Silencing and re‐expression of retinoic acid receptor beta2 in human melanoma

Summary Many melanoma cells are resistant to the anti‐proliferative effect of all trans retinoic acid (ATRA). Retinoic Acid Receptor‐β2 (RAR‐β2) mediates the ATRA growth inhibition. We found a correlation between the anti‐proliferative activity of ATRA and expression of RAR‐β2. There was not a strict correlation between DNA methylation of RAR ‐β gene and its expression. There was no difference in global and RARβ specific nucleosome repeat length (NRL) in melanoma and melanocytes or between control and ATRA treated cells.

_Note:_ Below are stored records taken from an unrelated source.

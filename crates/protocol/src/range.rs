//! Byte-range headers.
//!
//! Requests describe their position with `Content-Range: bytes a-b/total`
//! (or `bytes */total` for a status query). A `308` response may carry
//! `Range: bytes=0-N`, where `N` is the last committed byte (inclusive).

use std::fmt;

use serde::{Deserialize, Serialize};

/// A non-empty half-open byte range `[start, end)` within an object of
/// `total` bytes.
///
/// Fields are private so every value satisfies `start < end <= total`,
/// including deserialized ones.
#[derive(Debug, Clone, Copy, PartialEq, Eq, Serialize, Deserialize)]
#[serde(try_from = "RawByteRange")]
pub struct ByteRange {
    start: u64,
    end: u64,
    total: u64,
}

#[derive(Deserialize)]
struct RawByteRange {
    start: u64,
    end: u64,
    total: u64,
}

impl TryFrom<RawByteRange> for ByteRange {
    type Error = RangeError;

    fn try_from(raw: RawByteRange) -> Result<Self, Self::Error> {
        ByteRange::new(raw.start, raw.end, raw.total)
    }
}

/// Error building a [`ByteRange`].
#[derive(Debug, Clone, PartialEq, Eq, thiserror::Error)]
pub enum RangeError {
    #[error("empty range at offset {0}")]
    Empty(u64),

    #[error("range end {end} exceeds object size {total}")]
    OutOfBounds { end: u64, total: u64 },
}

impl ByteRange {
    /// Creates a range, rejecting empty and out-of-bounds ranges.
    pub fn new(start: u64, end: u64, total: u64) -> Result<Self, RangeError> {
        if end <= start {
            return Err(RangeError::Empty(start));
        }
        if end > total {
            return Err(RangeError::OutOfBounds { end, total });
        }
        Ok(Self { start, end, total })
    }

    /// Computes the next chunk starting at `offset`, clamped to `total`.
    ///
    /// Returns `None` once `offset` has reached `total`, or if `chunk_size`
    /// is zero.
    pub fn next_chunk(offset: u64, chunk_size: u64, total: u64) -> Option<Self> {
        if offset >= total || chunk_size == 0 {
            return None;
        }
        let end = offset.saturating_add(chunk_size).min(total);
        Some(Self {
            start: offset,
            end,
            total,
        })
    }

    /// First byte of the range.
    pub fn start(&self) -> u64 {
        self.start
    }

    /// One past the last byte of the range.
    pub fn end(&self) -> u64 {
        self.end
    }

    /// Size of the whole object.
    pub fn total(&self) -> u64 {
        self.total
    }

    /// Number of bytes in the range.
    pub fn len(&self) -> u64 {
        self.end - self.start
    }

    /// Always `false`: a `ByteRange` is never empty.
    pub fn is_empty(&self) -> bool {
        self.end <= self.start
    }

    /// Returns `true` if this range ends at the last byte of the object.
    pub fn is_final(&self) -> bool {
        self.end == self.total
    }

    /// The `Content-Range` value describing this range.
    pub fn content_range(&self) -> ContentRange {
        ContentRange::Bytes(*self)
    }
}

/// Value of a request `Content-Range` header.
#[derive(Debug, Clone, Copy, PartialEq, Eq)]
pub enum ContentRange {
    /// `bytes <start>-<end-1>/<total>`
    Bytes(ByteRange),
    /// `bytes */<total>`: asks the server how much it has committed.
    Query { total: u64 },
}

impl fmt::Display for ContentRange {
    fn fmt(&self, f: &mut fmt::Formatter<'_>) -> fmt::Result {
        match self {
            ContentRange::Bytes(r) => write!(f, "bytes {}-{}/{}", r.start, r.end - 1, r.total),
            ContentRange::Query { total } => write!(f, "bytes */{total}"),
        }
    }
}

/// Parses a `Range: bytes=0-N` response header and returns `N`, the last
/// committed byte (inclusive).
///
/// Returns `None` when the header does not describe a prefix starting at 0
/// or `N` is not a number. Callers treat that the same as a missing header.
pub fn parse_committed_range(value: &str) -> Option<u64> {
    let rest = value.trim().strip_prefix("bytes=")?.trim_start();
    let rest = rest.strip_prefix("0-")?;
    let digits_len = rest
        .as_bytes()
        .iter()
        .take_while(|b| b.is_ascii_digit())
        .count();
    if digits_len == 0 {
        return None;
    }
    rest[..digits_len].parse().ok()
}

#[cfg(test)]
mod tests {
    use super::*;

    const MIB: u64 = 1024 * 1024;

    #[test]
    fn content_range_is_inclusive() {
        let r = ByteRange::new(0, 5 * MIB, 12 * MIB).unwrap();
        assert_eq!(r.content_range().to_string(), "bytes 0-5242879/12582912");
    }

    #[test]
    fn content_range_single_byte() {
        let r = ByteRange::new(9, 10, 10).unwrap();
        assert_eq!(r.content_range().to_string(), "bytes 9-9/10");
        assert_eq!(r.len(), 1);
        assert!(r.is_final());
    }

    #[test]
    fn content_range_query() {
        let q = ContentRange::Query { total: 4096 };
        assert_eq!(q.to_string(), "bytes */4096");
    }

    #[test]
    fn new_rejects_empty_and_oob() {
        assert_eq!(ByteRange::new(5, 5, 10), Err(RangeError::Empty(5)));
        assert_eq!(
            ByteRange::new(0, 11, 10),
            Err(RangeError::OutOfBounds { end: 11, total: 10 })
        );
    }

    #[test]
    fn next_chunk_clamps_to_total() {
        let c = ByteRange::next_chunk(10 * MIB, 5 * MIB, 12 * MIB).unwrap();
        assert_eq!(c.start, 10 * MIB);
        assert_eq!(c.end, 12 * MIB);
        assert!(c.is_final());

        let c = ByteRange::next_chunk(0, 5 * MIB, 12 * MIB).unwrap();
        assert_eq!(c.end, 5 * MIB);
        assert!(!c.is_final());
    }

    #[test]
    fn next_chunk_none_at_end() {
        assert!(ByteRange::next_chunk(10, 4, 10).is_none());
        assert!(ByteRange::next_chunk(0, 4, 0).is_none());
        assert!(ByteRange::next_chunk(0, 0, 10).is_none());
    }

    #[test]
    fn next_chunk_does_not_overflow() {
        let c = ByteRange::next_chunk(u64::MAX - 1, u64::MAX, u64::MAX).unwrap();
        assert_eq!(c.end, u64::MAX);
    }

    #[test]
    fn parse_committed_range_valid() {
        assert_eq!(parse_committed_range("bytes=0-5242879"), Some(5_242_879));
        assert_eq!(parse_committed_range("bytes=0-0"), Some(0));
        assert_eq!(parse_committed_range("  bytes=0-42  "), Some(42));
    }

    #[test]
    fn parse_committed_range_takes_leading_digits() {
        assert_eq!(parse_committed_range("bytes=0-99/1000"), Some(99));
    }

    #[test]
    fn parse_committed_range_rejects_garbage() {
        assert_eq!(parse_committed_range(""), None);
        assert_eq!(parse_committed_range("bytes=0-"), None);
        assert_eq!(parse_committed_range("bytes=10-20"), None);
        assert_eq!(parse_committed_range("bytes 0-20/100"), None);
        assert_eq!(parse_committed_range("items=0-20"), None);
        assert_eq!(parse_committed_range("bytes=0-abc"), None);
        assert_eq!(parse_committed_range("bytes=0-99999999999999999999999"), None);
    }

    #[test]
    fn byte_range_serializes_flat() {
        let r = ByteRange::new(3, 7, 10).unwrap();
        let json = serde_json::to_string(&r).unwrap();
        assert_eq!(json, r#"{"start":3,"end":7,"total":10}"#);
    }

    #[test]
    fn byte_range_deserialize_validates() {
        let r: ByteRange = serde_json::from_str(r#"{"start":3,"end":7,"total":10}"#).unwrap();
        assert_eq!((r.start(), r.end(), r.total()), (3, 7, 10));

        assert!(serde_json::from_str::<ByteRange>(r#"{"start":0,"end":0,"total":0}"#).is_err());
        assert!(serde_json::from_str::<ByteRange>(r#"{"start":0,"end":9,"total":4}"#).is_err());
    }
}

Pan‐acetylation of H3 and H4 within the RAR‐β gene promoter was higher in cells expressing RAR‐β2. All trans retinoic acid treatment of responsive cells did not change pan‐acetylation of H3/H4, but addition of ATRA to non‐responsive cells increased H4 pan‐acetylation. Phytochemicals or the histone deacetylase inhibitor Trichostatin A did not restore expression of RAR‐β2. Treatment of WM1366 melanoma cells with 5‐aza 2′‐deoxycytidine reactivated RAR‐β2 gene expression and restored the ability of ATRA to further induce the expression of this gene. Therefore, promoter methylation is responsible for silencing of RAR‐β2 in some melanoma cells and pan‐acetylation of H3 likely plays a permissive role in expression of RAR‐β2.